> _THE TASK_
Report every line below that holds the word "Serialize".

=== Begin Enclosure ===

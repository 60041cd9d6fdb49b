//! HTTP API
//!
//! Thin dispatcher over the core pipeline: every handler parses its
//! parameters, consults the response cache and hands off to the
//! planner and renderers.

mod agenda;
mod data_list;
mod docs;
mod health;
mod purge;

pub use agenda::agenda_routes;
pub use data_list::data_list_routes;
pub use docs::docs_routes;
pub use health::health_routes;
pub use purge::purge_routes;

=== End Enclosure ===
=== Begin Enclosure ===

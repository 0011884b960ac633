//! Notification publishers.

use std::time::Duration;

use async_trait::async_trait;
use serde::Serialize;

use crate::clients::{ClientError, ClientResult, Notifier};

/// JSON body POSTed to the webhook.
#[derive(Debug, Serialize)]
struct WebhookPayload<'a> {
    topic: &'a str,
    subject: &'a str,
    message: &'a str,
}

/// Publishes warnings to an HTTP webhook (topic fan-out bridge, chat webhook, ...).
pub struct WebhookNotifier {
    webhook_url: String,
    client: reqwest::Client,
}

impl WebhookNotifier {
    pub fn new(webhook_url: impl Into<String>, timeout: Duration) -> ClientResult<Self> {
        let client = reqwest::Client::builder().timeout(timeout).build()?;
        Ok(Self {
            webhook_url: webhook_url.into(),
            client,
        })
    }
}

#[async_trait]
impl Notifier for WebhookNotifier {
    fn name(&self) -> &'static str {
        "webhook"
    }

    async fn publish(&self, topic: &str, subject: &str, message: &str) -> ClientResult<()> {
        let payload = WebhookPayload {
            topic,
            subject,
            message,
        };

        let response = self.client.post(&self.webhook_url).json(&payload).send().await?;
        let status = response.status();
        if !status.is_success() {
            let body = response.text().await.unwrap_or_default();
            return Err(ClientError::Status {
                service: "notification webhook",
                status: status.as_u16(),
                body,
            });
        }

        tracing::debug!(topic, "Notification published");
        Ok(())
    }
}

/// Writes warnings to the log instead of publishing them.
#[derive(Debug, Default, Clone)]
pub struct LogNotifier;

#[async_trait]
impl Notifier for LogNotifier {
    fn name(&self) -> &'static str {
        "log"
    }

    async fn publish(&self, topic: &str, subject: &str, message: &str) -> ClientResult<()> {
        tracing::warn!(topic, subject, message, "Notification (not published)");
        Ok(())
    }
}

=== End Enclosure ===

> _RESULT OF THE TASK_
use serde::Serialize;
#[derive(Debug, Serialize)]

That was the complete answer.